_Supplied records_

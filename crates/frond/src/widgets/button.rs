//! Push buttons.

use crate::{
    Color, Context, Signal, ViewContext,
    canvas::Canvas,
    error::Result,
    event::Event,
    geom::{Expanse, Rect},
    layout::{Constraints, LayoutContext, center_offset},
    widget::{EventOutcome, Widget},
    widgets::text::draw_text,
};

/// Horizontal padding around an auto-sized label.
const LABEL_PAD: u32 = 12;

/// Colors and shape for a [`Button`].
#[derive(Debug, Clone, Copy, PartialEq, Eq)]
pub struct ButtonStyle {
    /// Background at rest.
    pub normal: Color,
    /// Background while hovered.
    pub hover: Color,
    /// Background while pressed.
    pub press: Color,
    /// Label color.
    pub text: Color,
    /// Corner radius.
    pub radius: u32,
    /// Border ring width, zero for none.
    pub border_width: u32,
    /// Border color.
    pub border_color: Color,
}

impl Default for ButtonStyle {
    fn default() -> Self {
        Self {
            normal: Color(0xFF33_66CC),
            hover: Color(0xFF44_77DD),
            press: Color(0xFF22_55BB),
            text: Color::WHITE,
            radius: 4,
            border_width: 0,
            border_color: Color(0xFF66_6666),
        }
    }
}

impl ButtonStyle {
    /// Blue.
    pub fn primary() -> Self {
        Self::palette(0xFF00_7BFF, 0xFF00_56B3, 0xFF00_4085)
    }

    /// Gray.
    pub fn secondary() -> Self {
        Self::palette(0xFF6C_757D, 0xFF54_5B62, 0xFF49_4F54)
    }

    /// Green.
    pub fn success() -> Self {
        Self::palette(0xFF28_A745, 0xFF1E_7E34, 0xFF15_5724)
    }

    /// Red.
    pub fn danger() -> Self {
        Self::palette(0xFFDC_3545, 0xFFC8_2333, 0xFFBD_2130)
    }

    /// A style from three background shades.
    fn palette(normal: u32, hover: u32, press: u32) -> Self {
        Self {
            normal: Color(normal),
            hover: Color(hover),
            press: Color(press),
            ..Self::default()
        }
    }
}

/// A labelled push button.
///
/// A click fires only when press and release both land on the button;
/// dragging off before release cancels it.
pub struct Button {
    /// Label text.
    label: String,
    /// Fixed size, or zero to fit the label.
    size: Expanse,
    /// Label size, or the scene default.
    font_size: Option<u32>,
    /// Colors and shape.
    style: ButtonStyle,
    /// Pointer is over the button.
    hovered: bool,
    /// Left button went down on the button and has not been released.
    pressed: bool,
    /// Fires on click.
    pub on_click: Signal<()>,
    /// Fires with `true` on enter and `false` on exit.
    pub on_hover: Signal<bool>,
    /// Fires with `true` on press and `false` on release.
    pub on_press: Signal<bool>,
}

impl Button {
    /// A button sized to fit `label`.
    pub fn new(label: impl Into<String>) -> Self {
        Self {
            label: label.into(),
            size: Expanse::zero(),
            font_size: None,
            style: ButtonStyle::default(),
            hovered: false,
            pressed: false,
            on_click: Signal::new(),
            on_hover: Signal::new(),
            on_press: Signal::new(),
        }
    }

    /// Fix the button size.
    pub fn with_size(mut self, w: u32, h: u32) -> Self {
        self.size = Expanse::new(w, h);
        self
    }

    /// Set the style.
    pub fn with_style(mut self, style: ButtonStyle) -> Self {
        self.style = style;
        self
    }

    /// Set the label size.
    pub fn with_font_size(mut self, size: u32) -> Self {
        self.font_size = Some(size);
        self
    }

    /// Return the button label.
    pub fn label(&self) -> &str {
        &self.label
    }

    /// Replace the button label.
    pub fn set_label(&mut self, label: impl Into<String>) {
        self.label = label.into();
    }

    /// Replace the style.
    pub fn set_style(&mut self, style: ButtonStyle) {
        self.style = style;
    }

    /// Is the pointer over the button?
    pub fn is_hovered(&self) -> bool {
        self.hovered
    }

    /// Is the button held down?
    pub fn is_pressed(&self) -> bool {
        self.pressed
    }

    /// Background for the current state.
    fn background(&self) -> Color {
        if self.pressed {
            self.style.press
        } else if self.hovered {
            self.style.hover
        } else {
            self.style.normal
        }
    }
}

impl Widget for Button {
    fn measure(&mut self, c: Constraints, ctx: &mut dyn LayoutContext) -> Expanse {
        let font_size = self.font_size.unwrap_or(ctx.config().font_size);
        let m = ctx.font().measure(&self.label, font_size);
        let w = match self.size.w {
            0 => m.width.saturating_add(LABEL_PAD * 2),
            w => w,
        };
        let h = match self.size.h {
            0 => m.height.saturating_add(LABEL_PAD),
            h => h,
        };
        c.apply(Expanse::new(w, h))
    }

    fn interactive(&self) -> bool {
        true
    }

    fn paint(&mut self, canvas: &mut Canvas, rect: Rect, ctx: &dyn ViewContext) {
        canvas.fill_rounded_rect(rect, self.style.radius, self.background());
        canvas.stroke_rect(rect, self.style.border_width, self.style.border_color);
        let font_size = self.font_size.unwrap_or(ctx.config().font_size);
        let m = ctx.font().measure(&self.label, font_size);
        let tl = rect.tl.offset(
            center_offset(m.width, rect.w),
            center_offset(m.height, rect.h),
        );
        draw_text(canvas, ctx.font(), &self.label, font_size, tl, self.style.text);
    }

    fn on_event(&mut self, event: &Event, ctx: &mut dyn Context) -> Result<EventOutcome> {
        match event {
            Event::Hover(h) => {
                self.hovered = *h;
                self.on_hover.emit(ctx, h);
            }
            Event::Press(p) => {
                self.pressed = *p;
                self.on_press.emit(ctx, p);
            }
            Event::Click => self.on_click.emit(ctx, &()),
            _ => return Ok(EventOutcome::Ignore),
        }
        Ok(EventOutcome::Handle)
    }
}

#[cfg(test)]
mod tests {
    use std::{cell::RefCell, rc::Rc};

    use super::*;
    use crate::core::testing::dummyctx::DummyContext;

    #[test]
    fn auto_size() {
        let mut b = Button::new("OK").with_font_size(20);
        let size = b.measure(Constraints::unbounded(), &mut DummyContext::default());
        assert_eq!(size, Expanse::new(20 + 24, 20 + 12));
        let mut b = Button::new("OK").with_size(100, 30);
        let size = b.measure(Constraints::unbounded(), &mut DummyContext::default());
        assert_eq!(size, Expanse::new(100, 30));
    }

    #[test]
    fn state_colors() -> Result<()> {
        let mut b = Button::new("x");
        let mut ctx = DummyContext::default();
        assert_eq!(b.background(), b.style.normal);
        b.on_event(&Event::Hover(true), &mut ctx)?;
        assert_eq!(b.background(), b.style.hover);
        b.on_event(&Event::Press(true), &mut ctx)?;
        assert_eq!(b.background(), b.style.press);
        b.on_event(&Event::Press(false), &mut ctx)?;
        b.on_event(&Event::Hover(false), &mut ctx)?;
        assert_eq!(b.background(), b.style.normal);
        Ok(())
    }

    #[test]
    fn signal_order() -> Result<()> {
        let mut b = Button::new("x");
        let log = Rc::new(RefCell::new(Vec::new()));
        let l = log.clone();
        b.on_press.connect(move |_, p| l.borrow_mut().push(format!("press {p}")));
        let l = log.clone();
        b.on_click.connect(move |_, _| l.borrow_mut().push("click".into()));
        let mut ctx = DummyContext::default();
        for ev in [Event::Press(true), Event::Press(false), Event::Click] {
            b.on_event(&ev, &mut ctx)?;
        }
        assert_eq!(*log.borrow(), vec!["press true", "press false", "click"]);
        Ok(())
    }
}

_Work to be completed_
Bring together each line above where the string "emit" turns up.

_Final answer_
                self.on_hover.emit(ctx, h);
                self.on_press.emit(ctx, p);
            Event::Click => self.on_click.emit(ctx, &()),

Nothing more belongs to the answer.